Opinion

The Tea Party's big idea to shrink government is a vacuous nothingburger

Meet the Penny Plan

Insurgent political movements are usually built around a big idea, like abolition or workers' rights. The Tea Party certainly has a big idea: Shrink the government.

Wanting to shrink the government is a perfectly reasonable impulse given the state of Washington's finances. The federal debt has more than doubled as a share of GDP since 2007, and future spending projects are off the charts. The latest academic evidence suggests an increase in government size is associated with slower annual GDP growth.

It's easy to see why this shrink-the-government idea is powerful, and how it fueled the Tea Party's rapid ascent into a rocket-powered force on the right.

However, a big idea alone is not sufficiently enough, in and of itself, to guarantee success. And therein lies the Tea Party's big problem.

The Tea Party's blueprint for turning their raison d'être into reality is flawed. Called the "Penny Plan," it's a favorite of the Tea Party Patriots, media supporters such as Sean Hannity of Fox News, and fellow travelers in Congress, including possible 2016 presidential candidate Rand Paul and — perhaps most importantly — Mike Enzi, the new Republican chairman of the Senate Budget Committee.

First devised by Georgia businessman Bruce Cook, the Penny Plan would cut government spending by 1 percent a year until the federal budget is balanced. After that, federal spending would be capped at 18 percent of GDP, to match the long-term revenue trend. Here's how Enzi touts the plan on his website:

Though only a 1 percent cut, the savings add up quickly to balance the budget. And if it's done right, where we're eliminating duplication and sensibly prioritizing, discomfort will be manageable. … Living with 1 percent less is a small price to pay in order to help bring this country back from the brink of catastrophic fiscal failure. [Enzi]

It sounds so simple! Well, it really isn't.

For starters, the "penny" part of the plan is a gimmick, more about marketing than math. The Enzi version would cut 1 percent a year from total government spending, other than debt interest payments, for three years. Maybe that doesn't sound like much. But once you factor in inflation, that works out to a 10 percent cut in real terms after three years.

Now maybe that still doesn't sound like much. But getting such a reduction is tough enough that there are no details in the Penny Plan about what exactly would be cut. To balance the budget in 2018, according to CBO, it would require $540 billion in reduced spending. It can't all come from reducing non-defense discretionary spending such as foreign aid or scientific research. That part of the budget, just 17 percent, or around $600 billion, is already at its lowest levels since the 1960s as a share of GDP.

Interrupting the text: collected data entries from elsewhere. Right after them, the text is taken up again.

// ABOUTME: Container runtime access used by the container backend
// ABOUTME: Engine API calls go through bollard; builds and compose up/down go through the CLIs

use crate::command::run_checked;
use crate::config::ContainerConfig;
use crate::error::{BackendError, BackendResult};
use async_trait::async_trait;
use bollard::container::{
    ListContainersOptions, LogOutput, LogsOptions, RemoveContainerOptions, StatsOptions,
    StopContainerOptions,
};
use bollard::Docker;
use chrono::{DateTime, TimeZone, Utc};
use futures::StreamExt;
use serde::{Deserialize, Serialize};
use std::path::Path;
use tracing::{debug, info, warn};

/// Seconds the engine waits before killing a container on stop
const STOP_GRACE_SECS: i64 = 10;

/// Inspected state of a single container
#[derive(Debug, Clone, PartialEq, Serialize, Deserialize)]
pub struct ContainerState {
    pub id: String,
    pub name: String,
    pub image: Option<String>,
    pub running: bool,
    pub status: String,
    pub started_at: Option<DateTime<Utc>>,
}

/// One row of the container listing
#[derive(Debug, Clone, PartialEq, Serialize, Deserialize)]
pub struct ContainerSummary {
    pub id: String,
    pub image: String,
    pub command: String,
    pub created: Option<DateTime<Utc>>,
    pub status: String,
    pub state: String,
    pub ports: String,
    /// Primary name without the engine's leading slash
    pub name: String,
    pub names: Vec<String>,
}

impl ContainerSummary {
    pub fn has_name(&self, name: &str) -> bool {
        self.names.iter().any(|n| n == name)
    }

    pub fn is_running(&self) -> bool {
        self.state == "running"
    }
}

/// Point-in-time resource usage of a container
#[derive(Debug, Clone, Default, PartialEq, Serialize, Deserialize)]
pub struct ResourceSnapshot {
    pub cpu_percent: f64,
    pub memory_used_mb: u64,
    pub memory_limit_mb: u64,
    pub memory_percent: f64,
    pub network_rx_bytes: u64,
    pub network_tx_bytes: u64,
    pub block_read_bytes: u64,
    pub block_write_bytes: u64,
}
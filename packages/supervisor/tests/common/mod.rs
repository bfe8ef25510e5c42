// ABOUTME: Shared fixtures for supervisor integration tests
// ABOUTME: Provides an in-memory container runtime and a shell script standing in for the node CLI

#![allow(dead_code)]

use async_trait::async_trait;
use chrono::Utc;
use nexus_supervisor::backends::compose::ComposeDefinition;
use nexus_supervisor::backends::{ContainerRuntime, ContainerState, ContainerSummary, ResourceSnapshot};
use nexus_supervisor::{BackendError, BackendResult, ContainerConfig, ProcessConfig};
use std::collections::{HashMap, HashSet};
use std::path::{Path, PathBuf};
use std::sync::Mutex;
use std::time::Duration;
use tempfile::TempDir;

#[derive(Debug, Clone)]
pub struct FakeContainer {
    pub id: String,
    pub name: String,
    pub image: String,
    pub running: bool,
}

#[derive(Debug, Default)]
pub struct FakeState {
    pub images: HashSet<String>,
    pub containers: HashMap<String, FakeContainer>,
    pub builds: Vec<String>,
    pub compose_ups: Vec<PathBuf>,
    pub compose_downs: Vec<PathBuf>,
    pub stopped: Vec<String>,
    pub removed: Vec<String>,
    pub fail_build: bool,
    pub fail_compose_up: bool,
    pub fail_list: bool,
    pub fail_stats: bool,
    /// Containers created by compose up exit immediately
    pub start_stopped: bool,
}

/// Container runtime that keeps containers in memory and applies compose files it is given
#[derive(Debug, Default)]
pub struct FakeRuntime {
    pub state: Mutex<FakeState>,
}

impl FakeRuntime {
    pub fn new() -> Self {
        Self::default()
    }

    pub fn with_state<R>(&self, f: impl FnOnce(&mut FakeState) -> R) -> R {
        let mut state = self.state.lock().unwrap();
        f(&mut state)
    }

    /// Simulate a container started outside the backend
    pub fn add_container(&self, name: &str, running: bool) {
        self.with_state(|s| {
            s.containers.insert(
                name.to_string(),
                FakeContainer {
                    id: format!("id-{}", name),
                    name: name.to_string(),
                    image: "nexus-node-external".to_string(),
                    running,
                },
            );
        });
    }

    fn failed(command: &str) -> BackendError {
        BackendError::CommandFailed {
            command: command.to_string(),
            code: Some(1),
            stderr: format!("{} failed", command),
        }
    }
}

fn read_definition(path: &Path) -> BackendResult<ComposeDefinition> {
    let raw = std::fs::read_to_string(path)?;
    Ok(serde_json::from_str(&raw)?)
}

#[async_trait]
impl ContainerRuntime for FakeRuntime {
    async fn runtime_version(&self) -> BackendResult<String> {
        Ok("Docker version 27.0.0".to_string())
    }

    async fn compose_version(&self) -> BackendResult<String> {
        Err(BackendError::Unavailable("docker-compose not found".to_string()))
    }

    async fn build_image(&self, tag: &str, context: &Path) -> BackendResult<String> {
        assert!(context.join("Dockerfile").exists());
        self.with_state(|s| {
            s.builds.push(tag.to_string());
            if s.fail_build {
                return Err(Self::failed("docker build"));
            }
            s.images.insert(tag.to_string());
            Ok(format!("Successfully tagged {}", tag))
        })
    }

    async fn image_exists(&self, tag: &str) -> BackendResult<bool> {
        Ok(self.with_state(|s| s.images.contains(tag)))
    }

    async fn compose_up(&self, definition: &Path) -> BackendResult<String> {
        let parsed = read_definition(definition)?;
        self.with_state(|s| {
            s.compose_ups.push(definition.to_path_buf());
            if s.fail_compose_up {
                return Err(Self::failed("docker-compose up"));
            }
            for service in parsed.services.values() {
                s.containers.insert(
                    service.container_name.clone(),
                    FakeContainer {
                        id: format!("id-{}", service.container_name),
                        name: service.container_name.clone(),
                        image: service.image.clone(),
                        running: !s.start_stopped,
                    },
                );
            }
            Ok("Started".to_string())
        })
    }

    async fn compose_down(&self, definition: &Path) -> BackendResult<String> {
        let parsed = read_definition(definition)?;
        self.with_state(|s| {
            s.compose_downs.push(definition.to_path_buf());
            for service in parsed.services.values() {
                s.containers.remove(&service.container_name);
            }
            Ok("Removed".to_string())
        })
    }

    async fn inspect(&self, name: &str) -> BackendResult<Option<ContainerState>> {
        Ok(self.with_state(|s| {
            s.containers.get(name).map(|c| ContainerState {
                id: c.id.clone(),
                name: c.name.clone(),
                image: Some(c.image.clone()),
                running: c.running,
                status: if c.running { "running" } else { "exited" }.to_string(),
                started_at: Some(Utc::now() - chrono::Duration::minutes(45)),
            })
        }))
    }

    async fn list_containers(&self) -> BackendResult<Vec<ContainerSummary>> {
        self.with_state(|s| {
            if s.fail_list {
                return Err(BackendError::Unavailable("engine unreachable".to_string()));
            }
            let mut containers: Vec<ContainerSummary> = s
                .containers
                .values()
                .map(|c| ContainerSummary {
                    id: c.id.clone(),
                    image: c.image.clone(),
                    command: "start".to_string(),
                    created: Some(Utc::now() - chrono::Duration::hours(1)),
                    status: if c.running { "Up 1 hour" } else { "Exited (0)" }.to_string(),
                    state: if c.running { "running" } else { "exited" }.to_string(),
                    ports: "0.0.0.0:49153->8080/tcp".to_string(),
                    name: c.name.clone(),
                    names: vec![c.name.clone()],
                })
                .collect();
            containers.sort_by(|a, b| a.name.cmp(&b.name));
            Ok(containers)
        })
    }

    async fn stop_container(&self, id: &str) -> BackendResult<()> {
        self.with_state(|s| {
            s.stopped.push(id.to_string());
            if let Some(c) = s.containers.values_mut().find(|c| c.id == id) {
                c.running = false;
            }
        });
        Ok(())
    }

    async fn remove_container(&self, id: &str) -> BackendResult<()> {
        self.with_state(|s| {
            s.removed.push(id.to_string());
            s.containers.retain(|_, c| c.id != id);
        });
        Ok(())
    }

    async fn logs(&self, name: &str, tail: usize) -> BackendResult<Vec<String>> {
        let lines: Vec<String> = (1..=5).map(|i| format!("{} line {}", name, i)).collect();
        let skip = lines.len().saturating_sub(tail);
        Ok(lines.into_iter().skip(skip).collect())
    }

    async fn stats(&self, _id: &str) -> BackendResult<ResourceSnapshot> {
        self.with_state(|s| {
            if s.fail_stats {
                return Err(BackendError::Unavailable("stats unavailable".to_string()));
            }
            Ok(ResourceSnapshot {
                cpu_percent: 25.0,
                memory_used_mb: 512,
                memory_limit_mb: 2048,
                memory_percent: 25.0,
                network_rx_bytes: 1000,
                network_tx_bytes: 2000,
                block_read_bytes: 300,
                block_write_bytes: 400,
            })
        })
    }
}

pub fn container_config(dir: &TempDir) -> ContainerConfig {
    ContainerConfig {
        data_dir: dir.path().join("nexus-docker"),
        ..ContainerConfig::default()
    }
}

/// Write an executable shell script that behaves like the node CLI
#[cfg(unix)]
pub fn fake_cli(dir: &TempDir, body: &str) -> String {
    use std::os::unix::fs::PermissionsExt;

    let path = dir.path().join("fake-nexus-cli");
    std::fs::write(&path, format!("#!/bin/sh\n{}\n", body)).unwrap();
    std::fs::set_permissions(&path, std::fs::Permissions::from_mode(0o755)).unwrap();
    path.to_string_lossy().to_string()
}

/// A CLI whose `start` keeps running until signalled
pub const LONG_RUNNING_CLI: &str = r#"case "$1" in
  --version) echo "nexus-cli 0.8.0" ;;
  start) echo "node $3 starting"; exec sleep 30 ;;
  status) printf 'Status: Running\nUptime: 1h 2m\nTasks: 3\nPoints: 42\n' ;;
  logs) printf 'first\n\nsecond\nthird\n' ;;
  node) printf 'CPU: 5%%\nMemory: 10%%\nBlock Height: 9\n' ;;
  *) exit 1 ;;
esac"#;

/// Scan patterns that cannot match anything on the host
pub fn unmatched_patterns() -> Vec<String> {
    vec![format!("no-such-process-{}", uuid::Uuid::new_v4())]
}

pub fn process_config(cli_path: String) -> ProcessConfig {
    ProcessConfig {
        cli_path,
        launch_grace: Duration::from_millis(300),
        stop_timeout: Duration::from_secs(2),
        command_timeout: Duration::from_secs(5),
        strict_tracking: true,
        process_patterns: unmatched_patterns(),
        log_dir: None,
    }
}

That leads to a bigger problem with the Penny Plan: Is it realistic to cap long-term government spending at 18 percent of GDP — well less than the post-WWII average of 21 percent — when an aging population means increased spending on entitlements such as Medicare and Social Security? Remember, most of the spending increase from health-related entitlements and Social Security — 75 percent over the next quarter century — comes from simple demographics, more people getting benefits over a longer period of time. That works out to about 3 percentage points of GDP in additional spending baked into the budgetary cake. Overall, CBO projects total spending at 26 percent of GDP by 2039.

Just keeping long-term spending at its historic average will be a huge challenge, much less sharply reducing it. If you also want to spend a bit more on important public investments such as infrastructure and basic research while keeping military spending constant — well, good luck. Even the GOP Senate's new balanced budget amendment — which doesn't calculate debt interest payments as spending — would have a tough time hitting its 18 percent target.

That the Penny Plan offers zero specifics on how to make the numbers work undercuts its seriousness. It would obviously require sweeping entitlement reform — and more. But Enzi, for one, argues that "we should focus on identifying and eliminating all of the wasteful spending that occurs in Washington before we look to other important programs and services." That's an evasion, though hardly a surprising one from a party that depends on older voters.

In fact, some on the right are trying to fudge that political reality by distinguishing between "earned" entitlements — Social Security and Medicare — that go to GOP-leaning voters and "unearned" entitlements — such as Medicaid and ObamaCare subsidies — that go to Democratic-leaning voters.

So yes, the Tea Party has a big idea. But it has no idea how to make it happen.